▶ **Data under study**
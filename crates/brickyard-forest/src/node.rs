//! Node identity, operator vocabulary, sockets, and per-node link state.
//!
//! A [`Node`] only stores its *local* view of the tree: an optional parent
//! link and two child slots. Keeping both sides of every link consistent is
//! the job of the attachment protocol on [`crate::Forest`]; nothing here
//! mutates links.

use std::fmt;
use std::str::FromStr;

use brickyard_core::Point;
use serde::{Deserialize, Serialize};

use crate::ForestError;

/// Stable identifier for forest nodes.
///
/// `0` is reserved/invalid so IDs are always non-zero.
#[derive(Debug, Clone, Copy, PartialEq, Eq, PartialOrd, Ord, Hash, Serialize, Deserialize)]
#[serde(transparent)]
pub struct NodeId(u64);

impl NodeId {
    /// Lowest valid node ID.
    pub const MIN: Self = Self(1);

    /// Create a new node ID, rejecting 0.
    pub fn new(raw: u64) -> Option<Self> {
        (raw != 0).then_some(Self(raw))
    }

    /// Get the raw numeric value.
    #[must_use]
    pub const fn get(self) -> u64 {
        self.0
    }

    /// Return the next ID, or an error on overflow.
    pub fn checked_next(self) -> Result<Self, ForestError> {
        let Some(next) = self.0.checked_add(1) else {
            return Err(ForestError::NodeIdOverflow { current: self });
        };
        Ok(Self(next))
    }
}

impl Default for NodeId {
    fn default() -> Self {
        Self::MIN
    }
}

impl fmt::Display for NodeId {
    fn fmt(&self, f: &mut fmt::Formatter<'_>) -> fmt::Result {
        write!(f, "#{}", self.0)
    }
}

/// Binary boolean operator carried by an operator node.
#[derive(Debug, Clone, Copy, PartialEq, Eq, Hash, Serialize, Deserialize)]
#[serde(rename_all = "snake_case")]
pub enum OperatorKind {
    And,
    Or,
    Not,
}

impl OperatorKind {
    /// Every operator in display order.
    pub const ALL: [Self; 3] = [Self::And, Self::Or, Self::Not];

    /// Lowercase name used in configuration and identifiers.
    #[must_use]
    pub const fn name(self) -> &'static str {
        match self {
            Self::And => "and",
            Self::Or => "or",
            Self::Not => "not",
        }
    }

    /// Uppercase label drawn on the node handle.
    #[must_use]
    pub const fn label(self) -> &'static str {
        match self {
            Self::And => "AND",
            Self::Or => "OR",
            Self::Not => "NOT",
        }
    }
}

impl FromStr for OperatorKind {
    type Err = ForestError;

    fn from_str(s: &str) -> Result<Self, Self::Err> {
        Self::ALL
            .into_iter()
            .find(|kind| kind.name().eq_ignore_ascii_case(s.trim()))
            .ok_or_else(|| ForestError::UnknownOperator {
                name: s.to_string(),
            })
    }
}

/// What a node is.
///
/// Only operators own sockets; placeholders are free-floating draggable
/// handles that can never be nested.
#[derive(Debug, Clone, Copy, PartialEq, Eq, Hash, Serialize, Deserialize)]
#[serde(tag = "kind", content = "operator", rename_all = "snake_case")]
pub enum NodeKind {
    Operator(OperatorKind),
    Placeholder,
}

impl NodeKind {
    /// True for operator nodes, the only kind with sockets.
    #[must_use]
    pub const fn is_operator(self) -> bool {
        matches!(self, Self::Operator(_))
    }

    /// Operator carried by this kind, if any.
    #[must_use]
    pub const fn operator(self) -> Option<OperatorKind> {
        match self {
            Self::Operator(op) => Some(op),
            Self::Placeholder => None,
        }
    }
}

impl From<OperatorKind> for NodeKind {
    fn from(op: OperatorKind) -> Self {
        Self::Operator(op)
    }
}

/// One of the two named child slots of an operator.
#[derive(Debug, Clone, Copy, PartialEq, Eq, PartialOrd, Ord, Hash, Serialize, Deserialize)]
#[serde(rename_all = "snake_case")]
pub enum Side {
    Left,
    Right,
}

impl Side {
    /// Both sides, left first.
    pub const ALL: [Self; 2] = [Self::Left, Self::Right];

    /// The opposite side.
    #[must_use]
    pub const fn other(self) -> Self {
        match self {
            Self::Left => Self::Right,
            Self::Right => Self::Left,
        }
    }

    #[must_use]
    pub const fn name(self) -> &'static str {
        match self {
            Self::Left => "left",
            Self::Right => "right",
        }
    }
}

impl fmt::Display for Side {
    fn fmt(&self, f: &mut fmt::Formatter<'_>) -> fmt::Result {
        f.write_str(self.name())
    }
}

/// A named attachment point on an operator node.
///
/// Ordered by owner then side, which is also the nearest-socket tie-break.
#[derive(Debug, Clone, Copy, PartialEq, Eq, PartialOrd, Ord, Hash, Serialize, Deserialize)]
pub struct Socket {
    pub owner: NodeId,
    pub side: Side,
}

impl Socket {
    #[must_use]
    pub const fn new(owner: NodeId, side: Side) -> Self {
        Self { owner, side }
    }
}

impl fmt::Display for Socket {
    fn fmt(&self, f: &mut fmt::Formatter<'_>) -> fmt::Result {
        write!(f, "{}.{}", self.owner, self.side)
    }
}

/// The child's half of a link: which parent, and which socket of it.
#[derive(Debug, Clone, Copy, PartialEq, Eq, Hash, Serialize, Deserialize)]
pub struct ParentLink {
    pub parent: NodeId,
    pub side: Side,
}

impl ParentLink {
    /// The parent socket this link occupies.
    #[must_use]
    pub const fn socket(self) -> Socket {
        Socket::new(self.parent, self.side)
    }
}

/// The parent's half of its links.
#[derive(Debug, Clone, Copy, PartialEq, Eq, Default, Serialize, Deserialize)]
pub struct Children {
    pub left: Option<NodeId>,
    pub right: Option<NodeId>,
}

impl Children {
    /// Child in the given slot.
    #[must_use]
    pub const fn get(&self, side: Side) -> Option<NodeId> {
        match side {
            Side::Left => self.left,
            Side::Right => self.right,
        }
    }

    pub(crate) fn slot_mut(&mut self, side: Side) -> &mut Option<NodeId> {
        match side {
            Side::Left => &mut self.left,
            Side::Right => &mut self.right,
        }
    }

    /// Occupied slots, left first.
    pub fn iter(&self) -> impl Iterator<Item = (Side, NodeId)> + '_ {
        Side::ALL
            .into_iter()
            .filter_map(|side| self.get(side).map(|child| (side, child)))
    }

    /// True when both slots are occupied.
    #[must_use]
    pub const fn is_full(&self) -> bool {
        self.left.is_some() && self.right.is_some()
    }
}

/// One node of the forest.
#[derive(Debug, Clone, PartialEq, Serialize, Deserialize)]
pub struct Node {
    id: NodeId,
    kind: NodeKind,
    position: Point,
    parent: Option<ParentLink>,
    children: Children,
}

impl Node {
    pub(crate) fn new(id: NodeId, kind: NodeKind, position: Point) -> Self {
        Self {
            id,
            kind,
            position,
            parent: None,
            children: Children::default(),
        }
    }

    #[must_use]
    pub const fn id(&self) -> NodeId {
        self.id
    }

    #[must_use]
    pub const fn kind(&self) -> NodeKind {
        self.kind
    }

    /// Shorthand for `self.kind().is_operator()`.
    #[must_use]
    pub const fn is_operator(&self) -> bool {
        self.kind.is_operator()
    }

    /// Stored position. Only meaningful while the node is a root; attached
    /// nodes are laid out by their parent and sit at the origin.
    #[must_use]
    pub const fn position(&self) -> Point {
        self.position
    }

    #[must_use]
    pub const fn parent(&self) -> Option<ParentLink> {
        self.parent
    }

    #[must_use]
    pub const fn children(&self) -> Children {
        self.children
    }

    #[must_use]
    pub const fn is_root(&self) -> bool {
        self.parent.is_none()
    }

    #[must_use]
    pub const fn has_child(&self, side: Side) -> bool {
        self.children.get(side).is_some()
    }

    /// Set the stored position, failing closed.
    ///
    /// A non-finite coordinate forces the node to [`Point::ORIGIN`] and
    /// reports [`ForestError::InvalidPosition`].
    pub fn set_position(&mut self, position: Point) -> Result<(), ForestError> {
        if position.is_finite() {
            self.position = position;
            return Ok(());
        }
        self.position = Point::ORIGIN;
        Err(ForestError::InvalidPosition {
            node_id: self.id,
            x: position.x,
            y: position.y,
        })
    }

    pub(crate) fn set_parent(&mut self, parent: Option<ParentLink>) {
        self.parent = parent;
    }

    pub(crate) fn set_child(&mut self, side: Side, child: Option<NodeId>) {
        *self.children.slot_mut(side) = child;
    }
}
impl Execution {
    fn transition(&self, next: TxnState) {
        tracing::debug!("Transaction state -> {:?}", next);
        self.state.send_replace(next);
    }

    async fn execute(self) -> TxnResult<()> {
        let settings = &self.orchestrator.settings;

        self.transition(TxnState::Locking);
        let handle = match self
            .orchestrator
            .locks
            .acquire(&self.plan.lock_key, settings.lock_timeout)
            .await
        {
            Ok(handle) => handle,
            Err(e) => {
                tracing::warn!("Could not lock {}: {}", self.plan.lock_key, e);
                self.transition(TxnState::Failed);
                return Err(e.into());
            }
        };
        *self.lock.lock().await = Some(handle);

        let result = self.run_phases().await;

        self.release_lock().await;
        match &result {
            Ok(()) => {
                tracing::info!("Transaction succeeded on {} node(s)", self.plan.nodes.len());
                self.transition(TxnState::Succeeded);
            }
            Err(e) => {
                tracing::error!("Transaction failed: {}", e);
                self.transition(TxnState::Failed);
            }
        }
        result
    }

    async fn run_phases(&self) -> TxnResult<()> {
        // Last phase each node got through
        let mut advanced: HashMap<NodeId, Phase> = HashMap::new();

        for phase in Phase::FORWARD {
            self.transition(phase.running_state());
            let outcome = self.run_phase(phase).await;

            for (node, _) in &outcome.succeeded {
                advanced.insert(*node, phase);
            }

            if outcome.failures.is_empty() {
                let mut fragments: HashMap<NodeId, CtxFragment> =
                    outcome.succeeded.into_iter().collect();
                for node in &self.plan.nodes {
                    if let Some(fragment) = fragments.remove(node) {
                        self.ctx.merge(fragment);
                    }
                }
                tracing::debug!("Phase {} completed on all nodes", phase);
                continue;
            }

            let mut failures = outcome.failures.into_iter();
            let Some(primary) = failures.next() else {
                continue;
            };
            let mut failure = PhaseFailure::new(primary);
            failure.others = failures.collect();

            let targets = self.rollback_targets(&advanced, &failure);
            failure.rollback_failures = self.rollback(&targets).await;

            return Err(TxnError::from_phase_failure(failure));
        }

        Ok(())
    }

    /// Fans `phase` out to every node and waits for the barrier.
    ///
    /// Once a node fails, the others get `grace_period` to answer; whoever is
    /// still silent is counted as a transport failure.
    async fn run_phase(&self, phase: Phase) -> PhaseOutcome {
        let step = self.plan.step(phase).to_string();
        let snapshot = self.ctx.snapshot();
        let grace = self.orchestrator.settings.grace_period;

        let mut pending: HashSet<NodeId> = self.plan.nodes.iter().copied().collect();
        let mut calls = JoinSet::new();
        for node in &self.plan.nodes {
            let node = *node;
            let dispatcher = self.orchestrator.dispatcher.clone();
            let step = step.clone();
            let snapshot = snapshot.clone();
            calls.spawn(
                async move { (node, dispatcher.invoke(node, &step, snapshot).await) }
                    .in_current_span(),
            );
        }

        let mut outcome = PhaseOutcome {
            succeeded: Vec::new(),
            failures: Vec::new(),
        };
        let mut deadline: Option<Instant> = None;

        loop {
            let next = match deadline {
                None => calls.join_next().await,
                Some(deadline) => match tokio::time::timeout_at(deadline, calls.join_next()).await
                {
                    Ok(next) => next,
                    Err(_) => break,
                },
            };

            match next {
                None => break,
                Some(Ok((node, Ok(fragment)))) => {
                    pending.remove(&node);
                    outcome.succeeded.push((node, fragment));
                }
                Some(Ok((node, Err(InvokeError { kind, message })))) => {
                    pending.remove(&node);
                    tracing::warn!("Phase {} failed on node {}: {}", phase, node, message);
                    outcome.failures.push(NodeFailure {
                        node,
                        phase,
                        kind,
                        message,
                    });
                    if deadline.is_none() {
                        deadline = Some(Instant::now() + grace);
                    }
                }
                Some(Err(e)) => {
                    tracing::error!("Dispatch task for phase {} failed: {}", phase, e);
                }
            }
        }
        calls.abort_all();

        // Keep node order for stragglers so reports are stable
        for node in &self.plan.nodes {
            if pending.contains(node) {
                let message = if deadline.is_some() {
                    format!("no reply within {:?} grace period", grace)
                } else {
                    "dispatch task aborted".to_string()
                };
                tracing::warn!("Phase {} on node {}: {}", phase, node, message);
                outcome.failures.push(NodeFailure {
                    node: *node,
                    phase,
                    kind: FailureKind::Transport,
                    message,
                });
            }
        }

        outcome
    }

    /// Nodes that must be compensated, in target order.
    fn rollback_targets(
        &self,
        advanced: &HashMap<NodeId, Phase>,
        failure: &PhaseFailure,
    ) -> Vec<NodeId> {
        let failed_mutating: HashSet<NodeId> = failure
            .failures()
            .filter(|f| f.phase.is_mutating())
            .map(|f| f.node)
            .collect();
        let scope = self.orchestrator.settings.rollback_scope;

        self.plan
            .nodes
            .iter()
            .copied()
            .filter(|node| {
                failed_mutating.contains(node)
                    || match (scope, advanced.get(node)) {
                        (_, None) => false,
                        (RollbackScope::Completed, Some(_)) => true,
                        (RollbackScope::Mutating, Some(phase)) => phase.is_mutating(),
                    }
            })
            .collect()
    }

    /// Best-effort compensation. Every target is attempted; failures are
    /// logged and returned, never raised.
    async fn rollback(&self, targets: &[NodeId]) -> Vec<NodeFailure> {
        self.transition(TxnState::RollingBack);
        if targets.is_empty() {
            tracing::info!("Nothing to roll back");
            return Vec::new();
        }
        tracing::info!("Rolling back on {} node(s)", targets.len());

        let step = self.plan.step(Phase::Rollback).to_string();
        let snapshot = self.ctx.snapshot();

        let mut calls = JoinSet::new();
        for node in targets {
            let node = *node;
            let dispatcher = self.orchestrator.dispatcher.clone();
            let step = step.clone();
            let snapshot = snapshot.clone();
            calls.spawn(
                async move { (node, dispatcher.invoke(node, &step, snapshot).await) }
                    .in_current_span(),
            );
        }

        let mut failed: HashMap<NodeId, NodeFailure> = HashMap::new();
        while let Some(joined) = calls.join_next().await {
            match joined {
                Ok((_, Ok(_))) => {}
                Ok((node, Err(InvokeError { kind, message }))) => {
                    tracing::error!("Rollback failed on node {}: {}", node, message);
                    failed.insert(
                        node,
                        NodeFailure {
                            node,
                            phase: Phase::Rollback,
                            kind,
                            message,
                        },
                    );
                }
                Err(e) => {
                    tracing::error!("Rollback dispatch task failed: {}", e);
                }
            }
        }

        targets
            .iter()
            .filter_map(|node| failed.remove(node))
            .collect()
    }

    async fn release_lock(&self) {
        let handle = self.lock.lock().await.take();
        if let Some(handle) = handle
            && let Err(e) = self.orchestrator.locks.release(&handle).await
        {
            // The lease runs out on its own once renewal has stopped
            tracing::warn!("Failed to release lock {}: {}", handle.key(), e);
        }
    }
}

▶ **Work task**
The required output is the stretch of entries above from the line containing "an optional parent" through the line containing "are always non-zero.", reproduced exactly.

▶ **Response area**
//! A [`Node`] only stores its *local* view of the tree: an optional parent
//! link and two child slots. Keeping both sides of every link consistent is
//! the job of the attachment protocol on [`crate::Forest`]; nothing here
//! mutates links.

use std::fmt;
use std::str::FromStr;

use brickyard_core::Point;
use serde::{Deserialize, Serialize};

use crate::ForestError;

/// Stable identifier for forest nodes.
///
/// `0` is reserved/invalid so IDs are always non-zero.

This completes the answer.